原題網址:https://leetcode.com/problems/arranging-coins/
You have a total of n coins that you want to form in a staircase shape, where every k-th row must have exactly k coins.
Given n, find the total number of full staircase rows that can be formed.

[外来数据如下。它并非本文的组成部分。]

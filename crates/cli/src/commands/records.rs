//! Record management commands.
//!
//! Every mutation edits the current snapshot and commits it, so the index is
//! reconciled in the same step as the save.

use super::{print_json, print_sync_report};
use anyhow::Context;
use chrono::{Local, NaiveDate};
use clap::{Args, Subcommand};
use qabase_core::config::AppConfig;
use qabase_knowledge::records::{self, NewRecord, RecordEdit, RecordFilter};
use qabase_knowledge::{KnowledgeBase, QaRecord, RecordId, RecordStatus};

/// List and edit records
#[derive(Args, Debug)]
pub struct RecordsCommand {
    #[command(subcommand)]
    pub action: RecordsAction,
}

#[derive(Subcommand, Debug)]
pub enum RecordsAction {
    /// List records, optionally filtered
    List(ListCommand),
    /// Add a new record
    Add(AddCommand),
    /// Change a record's question, answer or status
    Edit(EditCommand),
    /// Soft delete a record (status Inativo)
    Deactivate(StatusCommand),
    /// Reactivate a soft-deleted record
    Activate(StatusCommand),
}

fn parse_date(s: &str) -> Result<NaiveDate, String> {
    NaiveDate::parse_from_str(s, "%d/%m/%Y")
        .or_else(|_| NaiveDate::parse_from_str(s, "%Y-%m-%d"))
        .map_err(|_| format!("expected dd/mm/yyyy, got '{}'", s))
}

/// Numeric ids are canonical; anything else is kept as text.
fn parse_id(raw: &str) -> RecordId {
    raw.trim()
        .parse::<u64>()
        .map(RecordId::Numeric)
        .unwrap_or_else(|_| RecordId::from(raw))
}

/// List records
#[derive(Args, Debug)]
pub struct ListCommand {
    /// Only records with this status (repeatable)
    #[arg(long)]
    pub status: Vec<RecordStatus>,

    /// Case-insensitive text the question must contain
    #[arg(long)]
    pub question: Option<String>,

    /// Created on or after (dd/mm/yyyy)
    #[arg(long, value_parser = parse_date)]
    pub from: Option<NaiveDate>,

    /// Created on or before (dd/mm/yyyy)
    #[arg(long, value_parser = parse_date)]
    pub to: Option<NaiveDate>,

    /// Output as JSON
    #[arg(long)]
    pub json: bool,
}

impl ListCommand {
    pub async fn execute(&self, config: &AppConfig) -> anyhow::Result<()> {
        let kb = KnowledgeBase::open(config).await?;
        let orchestrator = kb.orchestrator();

        if !orchestrator.store().path().exists() {
            println!("No data yet: {} does not exist", orchestrator.store().path().display());
            return Ok(());
        }

        let snapshot = orchestrator.snapshot()?;
        let filter = RecordFilter {
            statuses: self.status.clone(),
            question_contains: self.question.clone(),
            created_from: self.from,
            created_to: self.to,
        };
        let selected = filter.apply(&snapshot);
        tracing::debug!("{} of {} records match", selected.len(), snapshot.len());

        if self.json {
            return print_json(&selected);
        }

        for record in &selected {
            print_record(record);
        }
        println!("{} record(s)", selected.len());
        Ok(())
    }
}

fn print_record(record: &QaRecord) {
    let id = record
        .id
        .as_ref()
        .map(ToString::to_string)
        .unwrap_or_else(|| "-".to_string());
    println!(
        "[{}] v{} {} {}",
        id,
        record.version,
        record.status,
        record.created_at.format("%d/%m/%Y")
    );
    println!("  Q: {}", record.question);
    println!("  A: {}", record.answer);
}

/// Add a record
#[derive(Args, Debug)]
pub struct AddCommand {
    /// Question text
    #[arg(long)]
    pub question: String,

    /// Answer text
    #[arg(long)]
    pub answer: String,

    /// Initial version
    #[arg(long, default_value = "1")]
    pub version: u32,

    /// Initial status
    #[arg(long, default_value = "Ativo")]
    pub status: RecordStatus,

    /// Output as JSON
    #[arg(long)]
    pub json: bool,
}

impl AddCommand {
    pub async fn execute(&self, config: &AppConfig) -> anyhow::Result<()> {
        let kb = KnowledgeBase::open(config).await?;
        let new = NewRecord {
            question: self.question.clone(),
            answer: self.answer.clone(),
            version: self.version,
            status: self.status,
        };
        let today = Local::now().date_naive();

        let (id, report) = kb
            .orchestrator()
            .update(|snapshot| records::add_record(snapshot, new, today))
            .await
            .context("adding record")?;

        if self.json {
            return print_json(&serde_json::json!({ "id": id, "sync": report }));
        }
        println!("Added record {}", id);
        print_sync_report(&report);
        Ok(())
    }
}

/// Edit a record
#[derive(Args, Debug)]
pub struct EditCommand {
    /// Record id
    pub id: String,

    /// New question text
    #[arg(long)]
    pub question: Option<String>,

    /// New answer text
    #[arg(long)]
    pub answer: Option<String>,

    /// New status
    #[arg(long)]
    pub status: Option<RecordStatus>,

    /// Output as JSON
    #[arg(long)]
    pub json: bool,
}

impl EditCommand {
    pub async fn execute(&self, config: &AppConfig) -> anyhow::Result<()> {
        if self.question.is_none() && self.answer.is_none() && self.status.is_none() {
            anyhow::bail!("nothing to change: pass --question, --answer or --status");
        }

        let kb = KnowledgeBase::open(config).await?;
        let id = parse_id(&self.id);
        let edit = RecordEdit {
            question: self.question.clone(),
            answer: self.answer.clone(),
            status: self.status,
        };

        let (version, report) = kb
            .orchestrator()
            .update(|snapshot| records::edit_record(snapshot, &id, edit).map(|r| r.version))
            .await
            .with_context(|| format!("editing record {}", id))?;

        if self.json {
            return print_json(&serde_json::json!({
                "id": id,
                "version": version,
                "sync": report,
            }));
        }
        println!("Record {} now at version {}", id, version);
        print_sync_report(&report);
        Ok(())
    }
}

/// Change a record's status
#[derive(Args, Debug)]
pub struct StatusCommand {
    /// Record id
    pub id: String,

    /// Output as JSON
    #[arg(long)]
    pub json: bool,
}

impl StatusCommand {
    pub async fn execute(&self, config: &AppConfig, status: RecordStatus) -> anyhow::Result<()> {
        let kb = KnowledgeBase::open(config).await?;
        let id = parse_id(&self.id);

        let ((), report) = kb
            .orchestrator()
            .update(|snapshot| records::set_status(snapshot, &id, status))
            .await
            .with_context(|| format!("setting record {} to {}", id, status))?;

        if self.json {
            return print_json(&serde_json::json!({
                "id": id,
                "status": status,
                "sync": report,
            }));
        }
        println!("Record {} is now {}", id, status);
        print_sync_report(&report);
        Ok(())
    }
}

impl RecordsCommand {
    pub async fn execute(&self, config: &AppConfig) -> anyhow::Result<()> {
        match &self.action {
            RecordsAction::List(cmd) => cmd.execute(config).await,
            RecordsAction::Add(cmd) => cmd.execute(config).await,
            RecordsAction::Edit(cmd) => cmd.execute(config).await,
            RecordsAction::Deactivate(cmd) => cmd.execute(config, RecordStatus::Inactive).await,
            RecordsAction::Activate(cmd) => cmd.execute(config, RecordStatus::Active).await,
        }
    }
}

n is a non-negative integer and fits within the range of a 32-bit signed integer.
Example 1:
n = 5 The coins can form the following rows: ¤ ¤ ¤ ¤ ¤ Because the 3rd row is incomplete, we return 2.
Example 2:
n = 8 The coins can form the following rows: ¤ ¤ ¤ ¤ ¤ ¤ ¤ ¤ Because the 4th row is incomplete, we return 3.
方法一:牛頓迭代法。
public class Solution {
private double f(double x, int n) {
return x * (1 + x) / 2 - n;
}
private double derative(double x) {
return x + 0.5;
}
public int arrangeCoins(int n) {
double x = 0;
while (true) {
double nx = x - f(x, n) / derative(x);
if (Math.abs(nx - x) < 0.01) break;
x = nx;
}
return (int)x;
}
}
方法二:直接用求根公式。
public class Solution {
public int arrangeCoins(int n) {
return (int)((-1.0 + Math.sqrt(1.0 + 8.0 * n)) / 2);
}
}
方法三:二分法。
public class Solution {
public int arrangeCoins(int n) {
long i = 0, j = n;
while (i <= j) {
long m = (i + j) / 2;
long sum = m * (1 + m) / 2;
if (sum > n) j = m - 1; else i = m + 1;
}
return (int)j;
}
}
方法四:累加
public class Solution {
public int arrangeCoins(int n) {
int i = 0;
long sum = 0;
while (sum + i + 1 <= n) {
i++;
sum += i;
}
return i;
}
}